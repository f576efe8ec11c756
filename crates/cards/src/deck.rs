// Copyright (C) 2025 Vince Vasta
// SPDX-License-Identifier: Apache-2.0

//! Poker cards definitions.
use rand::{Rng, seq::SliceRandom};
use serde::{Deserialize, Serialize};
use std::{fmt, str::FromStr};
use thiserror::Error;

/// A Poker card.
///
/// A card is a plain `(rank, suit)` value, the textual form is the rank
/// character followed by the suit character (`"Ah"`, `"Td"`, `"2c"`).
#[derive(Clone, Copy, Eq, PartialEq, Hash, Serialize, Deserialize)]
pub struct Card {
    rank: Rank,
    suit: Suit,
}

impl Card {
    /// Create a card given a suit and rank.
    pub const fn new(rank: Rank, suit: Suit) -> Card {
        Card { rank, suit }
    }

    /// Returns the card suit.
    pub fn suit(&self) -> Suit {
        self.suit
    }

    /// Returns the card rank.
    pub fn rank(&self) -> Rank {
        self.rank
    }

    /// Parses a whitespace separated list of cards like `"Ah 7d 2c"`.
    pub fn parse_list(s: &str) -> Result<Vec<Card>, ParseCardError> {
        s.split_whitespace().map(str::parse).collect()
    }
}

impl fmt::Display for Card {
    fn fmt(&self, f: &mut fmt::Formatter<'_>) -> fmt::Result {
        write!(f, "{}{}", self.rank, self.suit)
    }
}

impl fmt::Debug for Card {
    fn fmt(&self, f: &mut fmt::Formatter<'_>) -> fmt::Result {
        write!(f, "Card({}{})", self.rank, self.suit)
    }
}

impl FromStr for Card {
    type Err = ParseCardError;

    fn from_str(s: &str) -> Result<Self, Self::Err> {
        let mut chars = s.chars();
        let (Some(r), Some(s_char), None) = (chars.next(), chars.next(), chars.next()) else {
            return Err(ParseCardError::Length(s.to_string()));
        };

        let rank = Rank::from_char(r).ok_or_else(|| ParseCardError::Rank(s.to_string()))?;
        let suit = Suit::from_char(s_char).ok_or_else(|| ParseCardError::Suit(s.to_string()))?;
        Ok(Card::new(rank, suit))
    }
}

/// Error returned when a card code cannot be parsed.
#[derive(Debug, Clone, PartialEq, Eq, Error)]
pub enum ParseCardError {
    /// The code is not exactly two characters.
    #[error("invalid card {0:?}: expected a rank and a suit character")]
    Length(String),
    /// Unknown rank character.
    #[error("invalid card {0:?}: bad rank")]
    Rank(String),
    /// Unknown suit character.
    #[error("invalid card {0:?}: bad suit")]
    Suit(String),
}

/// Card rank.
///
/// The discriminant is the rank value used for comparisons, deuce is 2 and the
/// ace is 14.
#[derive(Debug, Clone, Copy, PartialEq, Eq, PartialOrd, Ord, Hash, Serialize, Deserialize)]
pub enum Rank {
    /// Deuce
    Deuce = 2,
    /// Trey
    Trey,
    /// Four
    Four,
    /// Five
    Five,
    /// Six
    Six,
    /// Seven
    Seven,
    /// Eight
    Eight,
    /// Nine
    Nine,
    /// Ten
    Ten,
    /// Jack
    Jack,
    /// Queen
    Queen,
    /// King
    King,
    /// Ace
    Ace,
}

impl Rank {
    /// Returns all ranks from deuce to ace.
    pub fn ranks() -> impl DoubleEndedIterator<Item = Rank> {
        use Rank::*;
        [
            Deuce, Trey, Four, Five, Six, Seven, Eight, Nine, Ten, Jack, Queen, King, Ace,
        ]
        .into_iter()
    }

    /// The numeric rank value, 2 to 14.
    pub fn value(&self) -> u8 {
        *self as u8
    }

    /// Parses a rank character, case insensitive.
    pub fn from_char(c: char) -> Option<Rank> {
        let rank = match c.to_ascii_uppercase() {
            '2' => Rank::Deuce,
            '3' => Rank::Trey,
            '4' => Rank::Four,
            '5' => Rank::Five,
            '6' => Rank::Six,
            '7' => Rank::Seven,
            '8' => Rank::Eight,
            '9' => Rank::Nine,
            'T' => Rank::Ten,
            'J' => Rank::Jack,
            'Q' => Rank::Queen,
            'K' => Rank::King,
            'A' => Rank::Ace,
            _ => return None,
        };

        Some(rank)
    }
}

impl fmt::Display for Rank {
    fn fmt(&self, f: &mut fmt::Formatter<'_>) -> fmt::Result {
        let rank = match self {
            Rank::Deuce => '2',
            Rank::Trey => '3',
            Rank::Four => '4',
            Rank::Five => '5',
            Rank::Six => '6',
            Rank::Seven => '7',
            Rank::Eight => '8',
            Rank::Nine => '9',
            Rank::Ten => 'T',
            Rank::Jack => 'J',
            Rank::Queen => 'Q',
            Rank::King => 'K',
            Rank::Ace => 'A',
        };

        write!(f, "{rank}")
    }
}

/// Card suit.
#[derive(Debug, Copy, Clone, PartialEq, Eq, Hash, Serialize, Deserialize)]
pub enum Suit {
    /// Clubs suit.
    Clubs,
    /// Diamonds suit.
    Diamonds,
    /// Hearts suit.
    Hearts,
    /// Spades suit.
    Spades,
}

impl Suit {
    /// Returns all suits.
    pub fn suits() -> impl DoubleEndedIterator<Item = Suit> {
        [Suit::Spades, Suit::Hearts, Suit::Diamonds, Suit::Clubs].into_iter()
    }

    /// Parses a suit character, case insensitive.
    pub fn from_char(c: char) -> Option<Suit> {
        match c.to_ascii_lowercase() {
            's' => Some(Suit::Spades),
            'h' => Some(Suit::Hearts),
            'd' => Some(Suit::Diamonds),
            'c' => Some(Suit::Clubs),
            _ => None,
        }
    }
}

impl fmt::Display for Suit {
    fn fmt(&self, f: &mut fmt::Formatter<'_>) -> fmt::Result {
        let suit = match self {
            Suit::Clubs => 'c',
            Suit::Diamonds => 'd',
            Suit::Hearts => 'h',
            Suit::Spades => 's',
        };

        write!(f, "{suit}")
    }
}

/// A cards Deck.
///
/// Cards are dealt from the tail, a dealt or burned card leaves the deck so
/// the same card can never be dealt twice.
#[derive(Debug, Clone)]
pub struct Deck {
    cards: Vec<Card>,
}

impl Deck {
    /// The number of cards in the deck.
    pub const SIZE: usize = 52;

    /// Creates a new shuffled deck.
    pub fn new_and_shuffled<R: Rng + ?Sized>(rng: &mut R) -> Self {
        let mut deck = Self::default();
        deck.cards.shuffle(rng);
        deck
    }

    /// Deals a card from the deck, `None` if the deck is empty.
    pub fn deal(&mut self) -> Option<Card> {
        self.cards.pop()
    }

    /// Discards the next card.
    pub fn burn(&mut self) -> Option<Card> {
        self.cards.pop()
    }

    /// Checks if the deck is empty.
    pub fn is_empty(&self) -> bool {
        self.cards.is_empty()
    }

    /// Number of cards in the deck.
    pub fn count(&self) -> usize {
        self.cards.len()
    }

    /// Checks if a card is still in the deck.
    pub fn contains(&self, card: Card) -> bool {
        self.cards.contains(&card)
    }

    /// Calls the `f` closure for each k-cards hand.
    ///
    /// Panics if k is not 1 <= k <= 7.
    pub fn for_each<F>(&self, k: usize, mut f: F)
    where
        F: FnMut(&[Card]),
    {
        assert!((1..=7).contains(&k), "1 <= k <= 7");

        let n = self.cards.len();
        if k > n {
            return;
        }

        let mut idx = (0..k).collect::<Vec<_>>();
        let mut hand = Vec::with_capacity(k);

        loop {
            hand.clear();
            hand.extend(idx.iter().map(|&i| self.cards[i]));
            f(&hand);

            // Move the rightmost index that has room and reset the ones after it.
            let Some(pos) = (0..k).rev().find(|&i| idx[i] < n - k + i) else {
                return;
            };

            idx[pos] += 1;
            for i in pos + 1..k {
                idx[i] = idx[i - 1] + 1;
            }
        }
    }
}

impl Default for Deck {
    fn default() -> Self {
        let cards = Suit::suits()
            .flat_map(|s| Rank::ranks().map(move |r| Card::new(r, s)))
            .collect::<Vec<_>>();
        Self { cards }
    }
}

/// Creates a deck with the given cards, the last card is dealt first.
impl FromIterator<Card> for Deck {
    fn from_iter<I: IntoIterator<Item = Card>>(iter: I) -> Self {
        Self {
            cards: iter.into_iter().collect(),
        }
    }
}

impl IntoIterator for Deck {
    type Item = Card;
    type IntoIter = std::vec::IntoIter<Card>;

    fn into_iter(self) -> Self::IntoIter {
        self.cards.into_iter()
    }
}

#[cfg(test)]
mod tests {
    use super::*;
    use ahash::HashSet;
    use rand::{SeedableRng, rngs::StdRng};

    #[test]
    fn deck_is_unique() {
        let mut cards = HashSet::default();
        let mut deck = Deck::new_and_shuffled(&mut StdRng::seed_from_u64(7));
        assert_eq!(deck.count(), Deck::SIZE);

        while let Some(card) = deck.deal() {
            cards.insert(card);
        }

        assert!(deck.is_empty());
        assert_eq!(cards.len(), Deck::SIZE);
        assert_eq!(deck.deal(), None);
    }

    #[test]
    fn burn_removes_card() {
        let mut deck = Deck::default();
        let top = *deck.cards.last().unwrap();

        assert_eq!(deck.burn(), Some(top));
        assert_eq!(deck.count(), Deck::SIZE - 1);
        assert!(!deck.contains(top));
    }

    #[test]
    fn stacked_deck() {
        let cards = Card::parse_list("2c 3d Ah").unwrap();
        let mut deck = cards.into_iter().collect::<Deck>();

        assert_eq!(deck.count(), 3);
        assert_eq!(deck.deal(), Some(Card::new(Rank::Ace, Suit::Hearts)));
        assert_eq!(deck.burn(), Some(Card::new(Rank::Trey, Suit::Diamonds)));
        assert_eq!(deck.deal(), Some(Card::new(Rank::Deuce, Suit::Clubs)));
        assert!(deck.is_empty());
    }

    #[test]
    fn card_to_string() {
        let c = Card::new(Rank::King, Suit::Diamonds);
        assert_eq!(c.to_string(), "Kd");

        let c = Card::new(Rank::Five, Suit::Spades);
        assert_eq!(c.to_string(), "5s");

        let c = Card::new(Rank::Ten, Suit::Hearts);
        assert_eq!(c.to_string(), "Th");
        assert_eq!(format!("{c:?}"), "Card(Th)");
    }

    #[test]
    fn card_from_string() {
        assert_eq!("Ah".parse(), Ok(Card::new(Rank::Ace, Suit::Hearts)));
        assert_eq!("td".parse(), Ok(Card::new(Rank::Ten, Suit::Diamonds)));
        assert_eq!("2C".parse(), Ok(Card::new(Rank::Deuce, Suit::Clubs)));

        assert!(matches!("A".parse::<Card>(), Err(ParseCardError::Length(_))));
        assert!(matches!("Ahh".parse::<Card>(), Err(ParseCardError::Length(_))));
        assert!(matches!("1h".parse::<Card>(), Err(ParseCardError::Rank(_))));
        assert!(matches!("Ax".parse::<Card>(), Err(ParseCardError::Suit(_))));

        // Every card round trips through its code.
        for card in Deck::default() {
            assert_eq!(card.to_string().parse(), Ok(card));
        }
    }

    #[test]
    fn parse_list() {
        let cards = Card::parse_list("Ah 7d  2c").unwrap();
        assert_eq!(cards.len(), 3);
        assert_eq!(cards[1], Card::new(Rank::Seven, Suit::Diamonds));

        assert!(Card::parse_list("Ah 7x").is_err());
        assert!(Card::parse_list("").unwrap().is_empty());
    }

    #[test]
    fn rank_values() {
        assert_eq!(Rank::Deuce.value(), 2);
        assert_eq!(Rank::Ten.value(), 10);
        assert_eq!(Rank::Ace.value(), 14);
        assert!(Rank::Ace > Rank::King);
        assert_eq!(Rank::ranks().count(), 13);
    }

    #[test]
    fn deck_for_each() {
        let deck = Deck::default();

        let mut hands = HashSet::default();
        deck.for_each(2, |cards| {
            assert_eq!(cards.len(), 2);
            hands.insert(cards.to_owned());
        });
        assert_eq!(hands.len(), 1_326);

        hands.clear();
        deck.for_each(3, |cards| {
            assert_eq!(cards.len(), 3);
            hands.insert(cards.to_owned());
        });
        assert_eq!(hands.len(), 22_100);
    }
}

________

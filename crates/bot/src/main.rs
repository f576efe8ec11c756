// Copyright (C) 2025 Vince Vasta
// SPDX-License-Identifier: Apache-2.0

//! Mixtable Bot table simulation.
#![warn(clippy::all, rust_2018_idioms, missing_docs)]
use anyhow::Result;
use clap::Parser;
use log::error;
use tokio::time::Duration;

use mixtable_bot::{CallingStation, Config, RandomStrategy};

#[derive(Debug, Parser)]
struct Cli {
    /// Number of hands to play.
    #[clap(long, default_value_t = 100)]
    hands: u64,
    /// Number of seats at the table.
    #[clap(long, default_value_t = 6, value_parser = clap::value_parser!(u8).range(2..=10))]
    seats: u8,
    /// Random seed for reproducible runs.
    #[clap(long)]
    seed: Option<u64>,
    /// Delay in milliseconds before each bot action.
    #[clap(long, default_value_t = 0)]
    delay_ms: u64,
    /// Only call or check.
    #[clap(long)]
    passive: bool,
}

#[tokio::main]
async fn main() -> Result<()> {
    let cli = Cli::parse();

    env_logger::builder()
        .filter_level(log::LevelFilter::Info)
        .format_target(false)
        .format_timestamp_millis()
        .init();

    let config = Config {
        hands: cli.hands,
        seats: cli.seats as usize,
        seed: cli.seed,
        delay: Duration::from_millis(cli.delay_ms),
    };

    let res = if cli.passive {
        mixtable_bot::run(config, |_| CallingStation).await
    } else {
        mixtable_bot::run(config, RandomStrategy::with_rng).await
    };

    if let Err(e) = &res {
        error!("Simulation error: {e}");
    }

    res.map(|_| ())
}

________

Among the lines above, which ones include the word "Clone"? Copy them.

#[derive(Clone, Copy, Eq, PartialEq, Hash, Serialize, Deserialize)]
#[derive(Debug, Clone, PartialEq, Eq, Error)]
#[derive(Debug, Clone, Copy, PartialEq, Eq, PartialOrd, Ord, Hash, Serialize, Deserialize)]
#[derive(Debug, Copy, Clone, PartialEq, Eq, Hash, Serialize, Deserialize)]
#[derive(Debug, Clone)]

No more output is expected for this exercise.